## Exercise objective
In the entries below, find the line with "impl<K: ImageKernels> Filter" and the line with "fn describe(&self, params: Option<&FilterParams>)". Reproduce those two lines and every line between them exactly, and nothing more.

## Dataset items
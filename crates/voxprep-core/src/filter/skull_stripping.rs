//! Skull stripping by brain mask.
//!
//! This is pure masking: voxels outside a supplied brain mask are set to the
//! background value. It does no tissue segmentation of its own; the mask is
//! expected to come from an external brain-extraction step.

use crate::error::FilterError;
use crate::filter::{Filter, describe_with, required};
use crate::image::Volume;
use crate::kernels::{CpuKernels, ImageKernels};
use crate::params::{FilterParams, SkullStrippingParams};

/// Value written outside the mask.
pub const BACKGROUND: f32 = 0.0;

#[derive(Debug, Clone, Default)]
pub struct SkullStripping<K = CpuKernels> {
    kernels: K,
}

impl SkullStripping {
    pub fn new() -> Self {
        Self::with_kernels(CpuKernels)
    }
}

impl<K: ImageKernels> SkullStripping<K> {
    pub fn with_kernels(kernels: K) -> Self {
        Self { kernels }
    }
}

impl<K: ImageKernels> Filter for SkullStripping<K> {
    fn name(&self) -> &'static str {
        "SkullStripping"
    }

    fn execute(&self, image: &Volume, params: Option<&FilterParams>) -> Result<Volume, FilterError> {
        let params = required(self.name(), params, "skull-stripping", FilterParams::as_skull_stripping)?;
        let mask = params.mask();
        if let Some(detail) = image.geometry().mismatch(mask.geometry()) {
            return Err(FilterError::GeometryMismatch {
                auxiliary: "mask",
                detail,
            });
        }
        tracing::debug!("{}: masking {:?}", self.name(), image.size());

        Ok(self.kernels.mask_apply(image, mask, BACKGROUND)?)
    }

    fn describe(&self, params: Option<&FilterParams>) -> String {
        describe_with(
            self.name(),
            params.and_then(FilterParams::as_skull_stripping),
            |p: &SkullStrippingParams| format!("mask={:?}", p.mask().size()),
        )
    }
}
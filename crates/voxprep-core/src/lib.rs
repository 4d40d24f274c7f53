//! Voxprep Core — pre-processing filters for volumetric medical images.
//!
//! Filters (normalization, resampling, denoising, skull stripping,
//! registration) share one [`Filter`] trait and compose into an ordered,
//! fail-fast [`FilterPipeline`]. Numeric work goes through the
//! [`ImageKernels`] seam. No file formats or frameworks live here.

pub mod config;
pub mod diagnostics;
pub mod error;
pub mod filter;
pub mod image;
pub mod kernels;
pub mod params;
pub mod pipeline;
pub mod transform;

// Re-exports for convenience.
pub use config::{AuxiliaryLoader, PipelineConfig, StageConfig};
pub use error::{ConfigError, FilterError, ImageError, KernelError, PipelineError};
pub use filter::{
    Filter, ImageDenoising, ImageNormalization, ImageRegistration, ImageResampling, SkullStripping,
};
pub use crate::image::{Geometry, Volume};
pub use kernels::{CpuKernels, ImageKernels, Interpolation};
pub use params::{
    DenoisingMethod, DenoisingParams, FilterParams, RegistrationParams, ResamplingParams,
    SkullStrippingParams,
};
pub use pipeline::{FilterPipeline, Stage};
pub use transform::SpatialTransform;
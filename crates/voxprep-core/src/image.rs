//! Volume representation shared by every pipeline stage.
//!
//! A [`Volume`] is a dense 3-D `f32` sample array plus the [`Geometry`] that
//! places it in physical space. Volumes are values: filters read them by
//! reference and build new ones for their output.

use std::fmt;

use glam::{DMat3, DVec3};

use crate::error::ImageError;

/// Tolerance used when comparing spacing, origin and direction.
pub const GEOMETRY_TOLERANCE: f64 = 1e-6;

/// Spatial metadata of a volume, independent of its sample values.
#[derive(Debug, Clone, Copy, PartialEq)]
pub struct Geometry {
    /// Number of voxels along x, y and z.
    pub size: [usize; 3],
    /// Physical distance between voxel centres along each axis.
    pub spacing: DVec3,
    /// Physical position of voxel `(0, 0, 0)`.
    pub origin: DVec3,
    /// Axis direction cosines, one column per image axis.
    pub direction: DMat3,
}

impl Geometry {
    /// Unit spacing, zero origin, identity direction.
    pub fn new(size: [usize; 3]) -> Self {
        Self {
            size,
            spacing: DVec3::ONE,
            origin: DVec3::ZERO,
            direction: DMat3::IDENTITY,
        }
    }

    pub fn with_spacing(mut self, spacing: DVec3) -> Self {
        self.spacing = spacing;
        self
    }

    pub fn with_origin(mut self, origin: DVec3) -> Self {
        self.origin = origin;
        self
    }

    pub fn with_direction(mut self, direction: DMat3) -> Self {
        self.direction = direction;
        self
    }

    /// Total number of voxels.
    pub fn voxel_count(&self) -> usize {
        self.size.iter().product()
    }

    /// Physical field of view (`size * spacing` per axis).
    pub fn extent(&self) -> DVec3 {
        DVec3::new(
            self.size[0] as f64,
            self.size[1] as f64,
            self.size[2] as f64,
        ) * self.spacing
    }

    /// Check that the geometry describes a non-empty, invertible grid.
    pub fn validate(&self) -> Result<(), ImageError> {
        if self.size.contains(&0) {
            return Err(ImageError::InvalidGeometry(format!(
                "size must be positive on every axis, got {:?}",
                self.size
            )));
        }
        if !self.spacing.is_finite() || self.spacing.min_element() <= 0.0 {
            return Err(ImageError::InvalidGeometry(format!(
                "spacing must be finite and positive, got {}",
                self.spacing
            )));
        }
        if !self.origin.is_finite() {
            return Err(ImageError::InvalidGeometry(format!(
                "origin must be finite, got {}",
                self.origin
            )));
        }
        if !self.direction.is_finite() || self.direction.determinant().abs() < 1e-12 {
            return Err(ImageError::InvalidGeometry(
                "direction matrix must be finite and invertible".to_string(),
            ));
        }
        Ok(())
    }

    /// Linear offset of voxel `(x, y, z)` in x-fastest order.
    #[inline]
    pub fn linear_index(&self, [x, y, z]: [usize; 3]) -> usize {
        x + self.size[0] * (y + self.size[1] * z)
    }

    /// Physical position of a (possibly fractional) voxel index.
    #[inline]
    pub fn index_to_physical(&self, index: DVec3) -> DVec3 {
        self.origin + self.direction * (index * self.spacing)
    }

    /// Continuous voxel index of a physical point.
    pub fn physical_to_index(&self, point: DVec3) -> DVec3 {
        self.index_mapping().apply(point)
    }

    /// Precomputed physical-to-index mapping for tight loops.
    pub(crate) fn index_mapping(&self) -> IndexMapping {
        IndexMapping {
            origin: self.origin,
            inverse_direction: self.direction.inverse(),
            inverse_spacing: self.spacing.recip(),
        }
    }

    /// Describe how `other` differs from `self`, or `None` if they match.
    ///
    /// Size must match exactly; spacing, origin and direction within
    /// [`GEOMETRY_TOLERANCE`].
    pub fn mismatch(&self, other: &Geometry) -> Option<String> {
        if self.size != other.size {
            return Some(format!("size {:?} vs {:?}", self.size, other.size));
        }
        if !self.spacing.abs_diff_eq(other.spacing, GEOMETRY_TOLERANCE) {
            return Some(format!("spacing {} vs {}", self.spacing, other.spacing));
        }
        if !self.origin.abs_diff_eq(other.origin, GEOMETRY_TOLERANCE) {
            return Some(format!("origin {} vs {}", self.origin, other.origin));
        }
        if !self.direction.abs_diff_eq(other.direction, GEOMETRY_TOLERANCE) {
            return Some("direction cosines differ".to_string());
        }
        None
    }

    /// Whether `other` occupies the same physical grid.
    pub fn matches(&self, other: &Geometry) -> bool {
        self.mismatch(other).is_none()
    }
}

/// Physical point to continuous index: `D⁻¹ (p - origin) / spacing`.
#[derive(Debug, Clone, Copy)]
pub(crate) struct IndexMapping {
    origin: DVec3,
    inverse_direction: DMat3,
    inverse_spacing: DVec3,
}

impl IndexMapping {
    #[inline]
    pub(crate) fn apply(&self, point: DVec3) -> DVec3 {
        (self.inverse_direction * (point - self.origin)) * self.inverse_spacing
    }
}

/// Dense 3-D scalar image with physical geometry.
#[derive(Clone, PartialEq)]
pub struct Volume {
    geometry: Geometry,
    samples: Vec<f32>,
}

impl Volume {
    /// Build a volume, checking the geometry and the sample count.
    pub fn new(geometry: Geometry, samples: Vec<f32>) -> Result<Self, ImageError> {
        geometry.validate()?;
        let expected = geometry.voxel_count();
        if samples.len() != expected {
            return Err(ImageError::SampleCount {
                expected,
                actual: samples.len(),
            });
        }
        Ok(Self { geometry, samples })
    }

    /// A volume with every sample set to `value`.
    pub fn filled(geometry: Geometry, value: f32) -> Result<Self, ImageError> {
        geometry.validate()?;
        Ok(Self {
            samples: vec![value; geometry.voxel_count()],
            geometry,
        })
    }

    /// A volume whose samples are computed from their voxel index.
    pub fn from_fn(
        geometry: Geometry,
        mut f: impl FnMut([usize; 3]) -> f32,
    ) -> Result<Self, ImageError> {
        geometry.validate()?;
        let [nx, ny, nz] = geometry.size;
        let mut samples = Vec::with_capacity(geometry.voxel_count());
        for z in 0..nz {
            for y in 0..ny {
                for x in 0..nx {
                    samples.push(f([x, y, z]));
                }
            }
        }
        Ok(Self { geometry, samples })
    }

    /// Wrap a numeric array produced from `reference`, copying its geometry.
    pub fn from_array(samples: Vec<f32>, reference: &Volume) -> Result<Self, ImageError> {
        Self::new(reference.geometry, samples)
    }

    /// Copy the samples out for array-level manipulation.
    pub fn to_array(&self) -> Vec<f32> {
        self.samples.clone()
    }

    pub fn geometry(&self) -> &Geometry {
        &self.geometry
    }

    pub fn size(&self) -> [usize; 3] {
        self.geometry.size
    }

    pub fn spacing(&self) -> DVec3 {
        self.geometry.spacing
    }

    pub fn origin(&self) -> DVec3 {
        self.geometry.origin
    }

    pub fn direction(&self) -> DMat3 {
        self.geometry.direction
    }

    /// Samples in x-fastest order.
    pub fn samples(&self) -> &[f32] {
        &self.samples
    }

    pub fn into_samples(self) -> Vec<f32> {
        self.samples
    }

    /// Sample at an integer voxel index.
    ///
    /// # Panics
    /// Panics if the index lies outside the volume.
    #[inline]
    pub fn get(&self, index: [usize; 3]) -> f32 {
        self.samples[self.geometry.linear_index(index)]
    }

    /// Smallest and largest finite sample, `None` if there is none.
    pub fn min_max(&self) -> Option<(f32, f32)> {
        self.samples
            .iter()
            .copied()
            .filter(|v| v.is_finite())
            .fold(None, |acc, v| match acc {
                None => Some((v, v)),
                Some((lo, hi)) => Some((lo.min(v), hi.max(v))),
            })
    }

    /// Mean of the finite samples.
    pub fn mean(&self) -> Option<f64> {
        let (sum, count) = self
            .samples
            .iter()
            .filter(|v| v.is_finite())
            .fold((0.0_f64, 0_usize), |(s, n), &v| (s + v as f64, n + 1));
        (count > 0).then(|| sum / count as f64)
    }
}

impl fmt::Debug for Volume {
    fn fmt(&self, f: &mut fmt::Formatter<'_>) -> fmt::Result {
        f.debug_struct("Volume")
            .field("geometry", &self.geometry)
            .field("samples", &self.samples.len())
            .finish()
    }
}

#[cfg(test)]
mod tests {
    use super::*;

    fn oblique_geometry() -> Geometry {
        let rotation = DMat3::from_rotation_z(0.3);
        Geometry::new([4, 5, 6])
            .with_spacing(DVec3::new(0.5, 1.0, 2.0))
            .with_origin(DVec3::new(-10.0, 4.0, 2.5))
            .with_direction(rotation)
    }

    #[test]
    fn test_new_rejects_wrong_sample_count() {
        let err = Volume::new(Geometry::new([2, 2, 2]), vec![0.0; 7]).unwrap_err();
        assert!(matches!(
            err,
            ImageError::SampleCount {
                expected: 8,
                actual: 7
            }
        ));
    }

    #[test]
    fn test_new_rejects_zero_size_and_bad_spacing() {
        assert!(Volume::filled(Geometry::new([0, 2, 2]), 1.0).is_err());
        let flat = Geometry::new([2, 2, 2]).with_spacing(DVec3::new(1.0, 0.0, 1.0));
        assert!(Volume::filled(flat, 1.0).is_err());
    }

    #[test]
    fn test_from_array_copies_geometry() {
        let geometry = oblique_geometry();
        let source = Volume::filled(geometry, 2.0).unwrap();
        let doubled: Vec<f32> = source.to_array().iter().map(|v| v * 2.0).collect();
        let out = Volume::from_array(doubled, &source).unwrap();
        assert_eq!(out.geometry(), source.geometry());
        assert!(out.samples().iter().all(|&v| v == 4.0));
    }

    #[test]
    fn test_from_fn_uses_x_fastest_order() {
        let volume = Volume::from_fn(Geometry::new([3, 2, 2]), |[x, y, z]| {
            (x + 10 * y + 100 * z) as f32
        })
        .unwrap();
        assert_eq!(volume.samples()[1], 1.0);
        assert_eq!(volume.samples()[3], 10.0);
        assert_eq!(volume.samples()[6], 100.0);
        assert_eq!(volume.get([2, 1, 1]), 112.0);
    }

    #[test]
    fn test_physical_index_round_trip() {
        let geometry = oblique_geometry();
        let index = DVec3::new(1.5, 2.0, 3.25);
        let point = geometry.index_to_physical(index);
        let back = geometry.physical_to_index(point);
        assert!(back.abs_diff_eq(index, 1e-9), "{back} vs {index}");
    }

    #[test]
    fn test_mismatch_reports_first_difference() {
        let a = oblique_geometry();
        assert!(a.matches(&a));

        let resized = Geometry { size: [4, 5, 7], ..a };
        assert!(a.mismatch(&resized).unwrap().starts_with("size"));

        let shifted = a.with_origin(a.origin + DVec3::new(0.0, 0.0, 1e-3));
        assert!(a.mismatch(&shifted).unwrap().starts_with("origin"));

        let nudged = a.with_origin(a.origin + DVec3::splat(1e-9));
        assert!(a.matches(&nudged));
    }

    #[test]
    fn test_min_max_ignores_nan() {
        let volume = Volume::new(Geometry::new([3, 1, 1]), vec![f32::NAN, -1.0, 4.0]).unwrap();
        assert_eq!(volume.min_max(), Some((-1.0, 4.0)));
        assert_eq!(volume.mean(), Some(1.5));
    }
}
//! Resampling onto a target grid through a spatial transform.

use glam::DVec3;

use crate::error::KernelError;
use crate::image::{Geometry, Volume};
use crate::kernels::interpolate::{Interpolation, Sampler};
use crate::transform::SpatialTransform;

/// Resample `image` onto `reference`.
///
/// For every output voxel the physical position in `reference` is mapped
/// through `transform` into the input's physical space and interpolated there.
/// Positions that land outside the input buffer receive `fill`.
pub fn resample(
    image: &Volume,
    reference: &Geometry,
    transform: &SpatialTransform,
    interpolation: Interpolation,
    fill: f32,
) -> Result<Volume, KernelError> {
    reference.validate()?;

    let sampler = Sampler::new(image, interpolation);
    let to_input_index = image.geometry().index_mapping();
    let [nx, ny, nz] = reference.size;
    let mut samples = Vec::with_capacity(reference.voxel_count());

    for z in 0..nz {
        for y in 0..ny {
            for x in 0..nx {
                let physical = reference.index_to_physical(DVec3::new(x as f64, y as f64, z as f64));
                let moving = transform.transform_point(physical);
                let index = to_input_index.apply(moving);
                samples.push(sampler.sample(index).unwrap_or(fill));
            }
        }
    }

    Ok(Volume::new(*reference, samples)?)
}

#[cfg(test)]
mod tests {
    use super::*;
    use glam::DMat3;

    fn labels() -> Volume {
        Volume::from_fn(Geometry::new([4, 4, 4]), |[x, y, z]| ((x + y + z) % 3) as f32).unwrap()
    }

    #[test]
    fn test_identity_onto_own_grid_is_lossless() {
        let volume = labels();
        for interpolation in [Interpolation::Nearest, Interpolation::Linear, Interpolation::Spline] {
            let out = resample(&volume, volume.geometry(), &SpatialTransform::IDENTITY, interpolation, -1.0)
                .unwrap();
            for (a, b) in out.samples().iter().zip(volume.samples()) {
                assert!((a - b).abs() < 1e-4, "{interpolation}: {a} vs {b}");
            }
        }
    }

    #[test]
    fn test_translation_shifts_content_and_fills_outside() {
        let volume = labels();
        let shift = SpatialTransform::translation(DVec3::new(1.0, 0.0, 0.0));
        let out = resample(&volume, volume.geometry(), &shift, Interpolation::Nearest, -1.0).unwrap();
        assert_eq!(out.get([0, 1, 2]), volume.get([1, 1, 2]));
        assert_eq!(out.get([3, 0, 0]), -1.0);
    }

    #[test]
    fn test_output_takes_reference_geometry() {
        let volume = labels();
        let reference = Geometry::new([2, 3, 5])
            .with_spacing(DVec3::new(2.0, 1.5, 0.5))
            .with_origin(DVec3::new(0.5, 0.0, 0.0))
            .with_direction(DMat3::from_rotation_x(0.1));
        let out = resample(&volume, &reference, &SpatialTransform::IDENTITY, Interpolation::Linear, 0.0)
            .unwrap();
        assert_eq!(*out.geometry(), reference);
        assert_eq!(out.samples().len(), 30);
    }

    #[test]
    fn test_invalid_reference_is_rejected() {
        let volume = labels();
        let reference = Geometry::new([0, 3, 5]);
        assert!(matches!(
            resample(&volume, &reference, &SpatialTransform::IDENTITY, Interpolation::Linear, 0.0),
            Err(KernelError::Image(_))
        ));
    }
}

## Output below
impl<K: ImageKernels> Filter for SkullStripping<K> {
    fn name(&self) -> &'static str {
        "SkullStripping"
    }

    fn execute(&self, image: &Volume, params: Option<&FilterParams>) -> Result<Volume, FilterError> {
        let params = required(self.name(), params, "skull-stripping", FilterParams::as_skull_stripping)?;
        let mask = params.mask();
        if let Some(detail) = image.geometry().mismatch(mask.geometry()) {
            return Err(FilterError::GeometryMismatch {
                auxiliary: "mask",
                detail,
            });
        }
        tracing::debug!("{}: masking {:?}", self.name(), image.size());

        Ok(self.kernels.mask_apply(image, mask, BACKGROUND)?)
    }

    fn describe(&self, params: Option<&FilterParams>) -> String {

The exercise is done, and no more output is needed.